Durant l'un des confinements, Simon Feydieu a été invité à réaliser une fresque dans un collège, voisin de son atelier. Durant ce qui a été pour la plupart des gens une période de repli, chez soi, il a non seulement peint ce mural mais finalement envahi le collège entier, dépliant ses œuvres dans toutes les pièces, du réfectoire au gymnase, déplaçant des objets, réquisitionnant une auto-laveuse, installant des cibles, jusqu'à intervenir sur le bureau du proviseur avec un gigantesque cendrier en biscuit. Il y a bien sûr une forme de générosité dans tout ça, mais surtout, ses œuvres font valoir le temps que l'artiste, par sa disponibilité au monde, a gratté sur les autres qui parviennent juste à regretter de voir passer les heures.

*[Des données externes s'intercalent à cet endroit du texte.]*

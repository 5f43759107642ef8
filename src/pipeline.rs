//! The two scheduler-facing steps, fetch then load, and a driver that runs
//! them in order for one day.
//!
//! Runs never retry the load step and never cancel themselves; a failed run is
//! reported back with the terminal [`RunState`] it reached, and re-running the
//! day is left to whoever scheduled it.

use crate::config::PipelineConfig;
use crate::error::PipelineError;
use crate::fetcher::weather_fetcher::WeatherFetcher;
use crate::handoff::store::{HandoffStore, InMemoryHandoff, RunId};
use crate::loader::weather_loader::WeatherLoader;
use crate::types::run_state::RunState;
use crate::types::weather_record::WeatherRecord;
use crate::utils::target_date_for;
use chrono::{DateTime, TimeZone};
use log::{error, info, warn};
use thiserror::Error;

/// Handoff key under which the fetch step publishes its record.
pub const WEATHER_DATA_KEY: &str = "weather_data";

#[derive(Debug, Clone, PartialEq)]
pub struct RunReport {
    pub run_id: RunId,
    pub state: RunState,
    pub record: WeatherRecord,
}

/// A run that ended in `FETCH_FAILED` or `LOAD_FAILED`.
#[derive(Debug, Error)]
#[error("Run {run_id} ended in {state}")]
pub struct RunFailure {
    pub run_id: RunId,
    pub state: RunState,
    #[source]
    pub source: PipelineError,
}

/// Tracks one run through the state machine and logs each step.
struct RunTracker<'a> {
    run_id: &'a RunId,
    state: RunState,
}

impl<'a> RunTracker<'a> {
    fn new(run_id: &'a RunId) -> Self {
        Self {
            run_id,
            state: RunState::Scheduled,
        }
    }

    fn advance(&mut self, next: RunState) -> Result<(), PipelineError> {
        if !self.state.can_transition_to(next) {
            return Err(PipelineError::IllegalTransition {
                run_id: self.run_id.to_string(),
                from: self.state,
                to: next,
            });
        }
        info!("Run {}: {} -> {}", self.run_id, self.state, next);
        self.state = next;
        Ok(())
    }

    fn fail(mut self, next: RunState, source: PipelineError) -> RunFailure {
        error!("Run {} failed: {}", self.run_id, source);
        let source = match self.advance(next) {
            Ok(()) => source,
            Err(illegal) => illegal,
        };
        RunFailure {
            run_id: self.run_id.clone(),
            state: self.state,
            source,
        }
    }
}

pub struct DailyPipeline<H: HandoffStore = InMemoryHandoff> {
    fetcher: WeatherFetcher,
    loader: WeatherLoader,
    handoff: H,
}

impl DailyPipeline<InMemoryHandoff> {
    /// Builds the fetcher and loader from `config` and makes sure the
    /// destination table exists.
    pub async fn from_config(config: &PipelineConfig) -> Result<Self, PipelineError> {
        let fetcher = WeatherFetcher::from_config(config).await?;
        let loader = WeatherLoader::new(config.duckdb_path.clone());
        loader.ensure_table().await?;
        Ok(Self::new(fetcher, loader, InMemoryHandoff::new()))
    }
}

impl<H: HandoffStore> DailyPipeline<H> {
    pub fn new(fetcher: WeatherFetcher, loader: WeatherLoader, handoff: H) -> Self {
        Self {
            fetcher,
            loader,
            handoff,
        }
    }

    pub fn handoff(&self) -> &H {
        &self.handoff
    }

    pub fn loader(&self) -> &WeatherLoader {
        &self.loader
    }

    /// Step 1: fetch the day before `invocation` and publish the record for `run_id`.
    pub async fn fetch_step<Tz: TimeZone>(
        &self,
        run_id: &RunId,
        invocation: &DateTime<Tz>,
    ) -> Result<WeatherRecord, PipelineError> {
        let target_date = target_date_for(invocation);
        info!("Run {}: fetching weather for {}", run_id, target_date);
        let record = self.fetcher.fetch(target_date).await?;
        self.handoff.publish(run_id, WEATHER_DATA_KEY, &record)?;
        Ok(record)
    }

    /// Step 2: read the record published for `run_id` and insert it.
    pub async fn load_step(&self, run_id: &RunId) -> Result<WeatherRecord, PipelineError> {
        let record: WeatherRecord = self.handoff.retrieve(run_id, WEATHER_DATA_KEY)?;
        self.loader.load(&record).await?;
        Ok(record)
    }

    /// Runs both steps; the load step only starts once the fetch step succeeded.
    pub async fn run<Tz: TimeZone>(
        &self,
        run_id: &RunId,
        invocation: &DateTime<Tz>,
    ) -> Result<RunReport, RunFailure> {
        let result = self.drive(run_id, invocation).await;
        if let Err(e) = self.handoff.discard(run_id) {
            warn!("Run {}: failed to discard handoff values: {}", run_id, e);
        }
        result
    }

    async fn drive<Tz: TimeZone>(
        &self,
        run_id: &RunId,
        invocation: &DateTime<Tz>,
    ) -> Result<RunReport, RunFailure> {
        let mut tracker = RunTracker::new(run_id);

        if let Err(e) = tracker.advance(RunState::Fetching) {
            return Err(tracker.fail(RunState::FetchFailed, e));
        }
        if let Err(e) = self.fetch_step(run_id, invocation).await {
            return Err(tracker.fail(RunState::FetchFailed, e));
        }
        let advanced = tracker
            .advance(RunState::Fetched)
            .and_then(|()| tracker.advance(RunState::Loading));
        if let Err(e) = advanced {
            return Err(tracker.fail(RunState::LoadFailed, e));
        }

        let record = match self.load_step(run_id).await {
            Ok(record) => record,
            Err(e) => return Err(tracker.fail(RunState::LoadFailed, e)),
        };
        if let Err(e) = tracker.advance(RunState::Done) {
            return Err(tracker.fail(RunState::LoadFailed, e));
        }

        Ok(RunReport {
            run_id: run_id.clone(),
            state: tracker.state,
            record,
        })
    }
}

Tandis qu'il déroulait devant moi ses Arches, sacs de couchage sur lesquels sont cousues des formes colorées, il évoquait son adolescence, le skatepark, la souplesse et la glisse. Il parlait du lycée et d'une époque où il avait vaincu l'ennui, récoltant dans l'école toutes sortes d'objets qui traînaient pour en faire des sculptures dans les classes ou dans la cour, très tôt, alors que personne n'était encore arrivé sur les lieux, parce que déjà il ne dormait plus. En repliant les sacs de couchage, il m'a décrit quelques pièces avec sa voix d'outre-tombe.

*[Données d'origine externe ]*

use crate::config::PipelineConfig;
use crate::error::PipelineError;
use crate::fetcher::error::{FetchError, SchemaError};
use crate::fetcher::extract::{float, integer, time_of_day};
use crate::http::cache::ResponseCache;
use crate::http::error::RetrievalError;
use crate::http::session::{CachedSession, ResilientClient};
use crate::types::daily_variable::DailyVariable;
use crate::types::weather_record::{WeatherRecord, DEFAULT_TIME_OF_DAY};
use chrono::NaiveDate;
use log::{info, warn};
use reqwest::Url;
use serde_json::{Map, Value};

const DATE_FORMAT: &str = "%Y-%m-%d";

/// Retrieves one day of daily-aggregate weather for a fixed point.
#[derive(Debug)]
pub struct WeatherFetcher {
    client: ResilientClient,
    endpoint: String,
    latitude: f64,
    longitude: f64,
    timezone: String,
}

impl WeatherFetcher {
    pub fn new(client: ResilientClient, config: &PipelineConfig) -> Self {
        Self {
            client,
            endpoint: config.endpoint.clone(),
            latitude: config.latitude,
            longitude: config.longitude,
            timezone: config.timezone.clone(),
        }
    }

    /// Builds the cache, session and retry layers described by `config`.
    pub async fn from_config(config: &PipelineConfig) -> Result<Self, PipelineError> {
        let cache_dir = config.resolved_cache_dir()?;
        let cache = ResponseCache::new(&cache_dir, config.cache_ttl).await?;
        let session = CachedSession::new(cache, config.request_timeout)?;
        let client = ResilientClient::new(session, config.retry);
        Ok(Self::new(client, config))
    }

    /// Request URL for `target_date`. The query string is part of the cache key.
    pub fn request_url(&self, target_date: NaiveDate) -> Result<Url, RetrievalError> {
        let date = target_date.format(DATE_FORMAT).to_string();
        Url::parse_with_params(
            &self.endpoint,
            &[
                ("latitude", self.latitude.to_string()),
                ("longitude", self.longitude.to_string()),
                ("start_date", date.clone()),
                ("end_date", date),
                ("daily", DailyVariable::request_param()),
                ("timezone", self.timezone.clone()),
            ],
        )
        .map_err(|e| RetrievalError::InvalidUrl {
            url: self.endpoint.clone(),
            reason: e.to_string(),
        })
    }

    /// Fetches and normalizes the observations for `target_date`.
    ///
    /// # Errors
    ///
    /// [`FetchError::Retrieval`] if the provider stays unreachable or rejects the
    /// request; [`FetchError::Schema`] if the body is not a daily-aggregate
    /// response or a reported value has the wrong type.
    pub async fn fetch(&self, target_date: NaiveDate) -> Result<WeatherRecord, FetchError> {
        let url = self.request_url(target_date)?;
        let body = self.client.get(&url).await?;
        let record = match record_from_body(&body, target_date) {
            Ok(record) => record,
            Err(e) => {
                // Don't replay an unusable body from the cache on the next run.
                self.client.evict(&url).await;
                return Err(e);
            }
        };
        info!("Fetched weather for {}: {:?}", target_date, record);
        Ok(record)
    }
}

/// Normalizes a provider response body into a [`WeatherRecord`] dated `target_date`.
pub fn record_from_body(body: &[u8], target_date: NaiveDate) -> Result<WeatherRecord, FetchError> {
    let response: Value = serde_json::from_slice(body).map_err(SchemaError::from)?;

    let result = match &response {
        Value::Array(results) => results.first().ok_or(SchemaError::NoResults)?,
        Value::Object(_) => &response,
        _ => return Err(SchemaError::NoResults.into()),
    };

    if result.get("error").and_then(Value::as_bool) == Some(true) {
        let reason = result
            .get("reason")
            .and_then(Value::as_str)
            .unwrap_or("unknown")
            .to_string();
        return Err(RetrievalError::Provider { reason }.into());
    }

    let daily = result
        .get("daily")
        .and_then(Value::as_object)
        .ok_or(SchemaError::MissingDailyBlock)?;

    warn_on_date_mismatch(daily, target_date);
    Ok(record_from_daily(daily, target_date)?)
}

fn record_from_daily(
    daily: &Map<String, Value>,
    target_date: NaiveDate,
) -> Result<WeatherRecord, SchemaError> {
    use DailyVariable::*;

    let int = |v: DailyVariable| integer(daily, v).or_default(0, v, "an integer");
    let num = |v: DailyVariable| float(daily, v).or_default(0.0, v, "a number");
    let time = |v: DailyVariable| {
        time_of_day(daily, v).or_default(DEFAULT_TIME_OF_DAY.to_string(), v, "a time of day")
    };

    Ok(WeatherRecord {
        date: target_date,
        weather_code: int(WeatherCode)?,
        temperature_2m_max: num(Temperature2mMax)?,
        temperature_2m_min: num(Temperature2mMin)?,
        apparent_temperature_max: num(ApparentTemperatureMax)?,
        apparent_temperature_min: num(ApparentTemperatureMin)?,
        sunrise: time(Sunrise)?,
        sunset: time(Sunset)?,
        daylight_duration: num(DaylightDuration)?,
        sunshine_duration: num(SunshineDuration)?,
        uv_index_max: int(UvIndexMax)?,
    })
}

// The record is always dated with the requested day; the echoed date is only checked.
fn warn_on_date_mismatch(daily: &Map<String, Value>, target_date: NaiveDate) {
    let echoed = daily
        .get("time")
        .and_then(Value::as_array)
        .and_then(|times| times.first())
        .and_then(Value::as_str);
    if let Some(echoed) = echoed {
        if echoed != target_date.format(DATE_FORMAT).to_string() {
            warn!(
                "Provider reported date {} for a request on {}",
                echoed, target_date
            );
        }
    }
}

#[cfg(test)]
mod tests {
    use super::*;
    use serde_json::json;
    use std::time::Duration;
    use wiremock::matchers::{method, path, query_param};
    use wiremock::{Mock, MockServer, ResponseTemplate};

    fn date(y: i32, m: u32, d: u32) -> Result<NaiveDate, Box<dyn std::error::Error>> {
        NaiveDate::from_ymd_opt(y, m, d).ok_or_else(|| "bad date".into())
    }

    fn full_response() -> Value {
        json!({
            "latitude": 51.46,
            "longitude": -2.6,
            "timezone": "GMT",
            "daily": {
                "time": ["2024-07-14"],
                "weather_code": [2],
                "temperature_2m_max": [15.2],
                "temperature_2m_min": [8.1],
                "apparent_temperature_max": [14.0],
                "apparent_temperature_min": [7.5],
                "sunrise": ["06:12:00"],
                "sunset": ["19:45:00"],
                "daylight_duration": [45000.0],
                "sunshine_duration": [30000.0],
                "uv_index_max": [5]
            }
        })
    }

    fn expected_full(target: NaiveDate) -> WeatherRecord {
        WeatherRecord {
            date: target,
            weather_code: 2,
            temperature_2m_max: 15.2,
            temperature_2m_min: 8.1,
            apparent_temperature_max: 14.0,
            apparent_temperature_min: 7.5,
            sunrise: "06:12:00".to_string(),
            sunset: "19:45:00".to_string(),
            daylight_duration: 45000.0,
            sunshine_duration: 30000.0,
            uv_index_max: 5,
        }
    }

    #[test]
    fn test_full_response_maps_every_field() -> Result<(), Box<dyn std::error::Error>> {
        let target = date(2024, 7, 14)?;
        let body = serde_json::to_vec(&full_response())?;
        assert_eq!(record_from_body(&body, target)?, expected_full(target));
        Ok(())
    }

    #[test]
    fn test_empty_weather_code_defaults_to_zero() -> Result<(), Box<dyn std::error::Error>> {
        let target = date(2024, 7, 14)?;
        let mut response = full_response();
        response["daily"]["weather_code"] = json!([]);
        let record = record_from_body(&serde_json::to_vec(&response)?, target)?;

        let mut expected = expected_full(target);
        expected.weather_code = 0;
        assert_eq!(record, expected);
        Ok(())
    }

    #[test]
    fn test_every_field_defaults_when_absent() -> Result<(), Box<dyn std::error::Error>> {
        let target = date(2024, 7, 14)?;
        for variable in DailyVariable::ALL {
            for shape in [json!(null), json!([]), json!(3), json!([null])] {
                let mut response = full_response();
                response["daily"][variable.name()] = shape;
                let record = record_from_body(&serde_json::to_vec(&response)?, target)?;

                let mut expected = expected_full(target);
                let defaults = WeatherRecord::with_defaults(target);
                match variable {
                    DailyVariable::WeatherCode => expected.weather_code = defaults.weather_code,
                    DailyVariable::Temperature2mMax => expected.temperature_2m_max = 0.0,
                    DailyVariable::Temperature2mMin => expected.temperature_2m_min = 0.0,
                    DailyVariable::ApparentTemperatureMax => expected.apparent_temperature_max = 0.0,
                    DailyVariable::ApparentTemperatureMin => expected.apparent_temperature_min = 0.0,
                    DailyVariable::Sunrise => expected.sunrise = defaults.sunrise.clone(),
                    DailyVariable::Sunset => expected.sunset = defaults.sunset.clone(),
                    DailyVariable::DaylightDuration => expected.daylight_duration = 0.0,
                    DailyVariable::SunshineDuration => expected.sunshine_duration = 0.0,
                    DailyVariable::UvIndexMax => expected.uv_index_max = 0,
                }
                assert_eq!(record, expected, "{} as {}", variable, response["daily"][variable.name()]);
            }
        }

        // Removing the key altogether behaves the same.
        let mut response = full_response();
        if let Some(daily) = response["daily"].as_object_mut() {
            daily.remove("sunset");
        }
        let record = record_from_body(&serde_json::to_vec(&response)?, target)?;
        assert_eq!(record.sunset, "00:00:00");
        Ok(())
    }

    #[test]
    fn test_date_comes_from_the_request_not_the_provider() -> Result<(), Box<dyn std::error::Error>> {
        let target = date(2024, 7, 20)?;
        let body = serde_json::to_vec(&full_response())?; // echoes 2024-07-14
        assert_eq!(record_from_body(&body, target)?.date, target);
        Ok(())
    }

    #[test]
    fn test_first_result_of_an_array_is_used() -> Result<(), Box<dyn std::error::Error>> {
        let target = date(2024, 7, 14)?;
        let body = serde_json::to_vec(&json!([full_response(), {"daily": {}}]))?;
        assert_eq!(record_from_body(&body, target)?, expected_full(target));

        let empty = serde_json::to_vec(&json!([]))?;
        assert!(matches!(
            record_from_body(&empty, target),
            Err(FetchError::Schema(SchemaError::NoResults))
        ));
        Ok(())
    }

    #[test]
    fn test_schema_violations_surface() -> Result<(), Box<dyn std::error::Error>> {
        let target = date(2024, 7, 14)?;

        let mut response = full_response();
        response["daily"]["uv_index_max"] = json!(["high"]);
        assert!(matches!(
            record_from_body(&serde_json::to_vec(&response)?, target),
            Err(FetchError::Schema(SchemaError::Malformed {
                variable: DailyVariable::UvIndexMax,
                ..
            }))
        ));

        let no_daily = serde_json::to_vec(&json!({"latitude": 51.46}))?;
        assert!(matches!(
            record_from_body(&no_daily, target),
            Err(FetchError::Schema(SchemaError::MissingDailyBlock))
        ));

        assert!(matches!(
            record_from_body(b"<html>", target),
            Err(FetchError::Schema(SchemaError::InvalidJson(_)))
        ));
        Ok(())
    }

    #[tokio::test]
    async fn test_fetch_sends_the_fixed_query() -> Result<(), Box<dyn std::error::Error>> {
        let server = MockServer::start().await;
        Mock::given(method("GET"))
            .and(path("/v1/forecast"))
            .and(query_param("latitude", "51.4552"))
            .and(query_param("longitude", "-2.5966"))
            .and(query_param("start_date", "2024-07-14"))
            .and(query_param("end_date", "2024-07-14"))
            .and(query_param("daily", DailyVariable::request_param().as_str()))
            .and(query_param("timezone", "GMT"))
            .respond_with(ResponseTemplate::new(200).set_body_json(full_response()))
            .expect(1)
            .mount(&server)
            .await;

        let dir = tempfile::tempdir()?;
        let config = PipelineConfig::builder()
            .endpoint(format!("{}/v1/forecast", server.uri()))
            .cache_dir(dir.path())
            .request_timeout(Duration::from_secs(5))
            .build();
        let fetcher = WeatherFetcher::from_config(&config).await?;

        let target = date(2024, 7, 14)?;
        assert_eq!(fetcher.fetch(target).await?, expected_full(target));
        Ok(())
    }

    #[tokio::test]
    async fn test_unusable_body_is_not_replayed_from_cache() -> Result<(), Box<dyn std::error::Error>>
    {
        let server = MockServer::start().await;
        let mut bad = full_response();
        bad["daily"]["temperature_2m_max"] = json!(["warm"]);
        Mock::given(method("GET"))
            .respond_with(ResponseTemplate::new(200).set_body_json(bad))
            .up_to_n_times(1)
            .expect(1)
            .mount(&server)
            .await;
        Mock::given(method("GET"))
            .respond_with(ResponseTemplate::new(200).set_body_json(full_response()))
            .expect(1)
            .mount(&server)
            .await;

        let dir = tempfile::tempdir()?;
        let config = PipelineConfig::builder()
            .endpoint(format!("{}/v1/forecast", server.uri()))
            .cache_dir(dir.path())
            .request_timeout(Duration::from_secs(5))
            .build();
        let fetcher = WeatherFetcher::from_config(&config).await?;

        let target = date(2024, 7, 14)?;
        assert!(matches!(
            fetcher.fetch(target).await,
            Err(FetchError::Schema(SchemaError::Malformed { .. }))
        ));
        assert_eq!(fetcher.fetch(target).await?, expected_full(target));
        // The good body is cached like any other.
        assert_eq!(fetcher.fetch(target).await?, expected_full(target));
        Ok(())
    }
}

Ce récit a fait remonter en moi un souvenir d'adolescence très précis : un jeudi, en première, nous étions plusieurs de la classe à ne pas retrouver nos affaires, la sonnerie avait retenti depuis cinq minutes et on cherchait encore. Quand on est enfin sortis dehors, une belle lumière franche éblouissait. Il y avait un attroupement dans la cour, un brouhaha d'effarement, et je me souviens me faufiler devant : quelque chose était dressé au milieu du terrain de foot. Personne n'arrivait vraiment à voir ce que c'était. On regardait ça comme les Indiens regardaient approcher les goélettes portugaises à l'horizon. On tournait autour, sans parvenir à reconnaître. Plus tard, j'y ai repensé en lisant des expériences de missing time et le récit que faisaient les victimes des vaisseaux extraterrestres par lesquels ils avaient été approchés.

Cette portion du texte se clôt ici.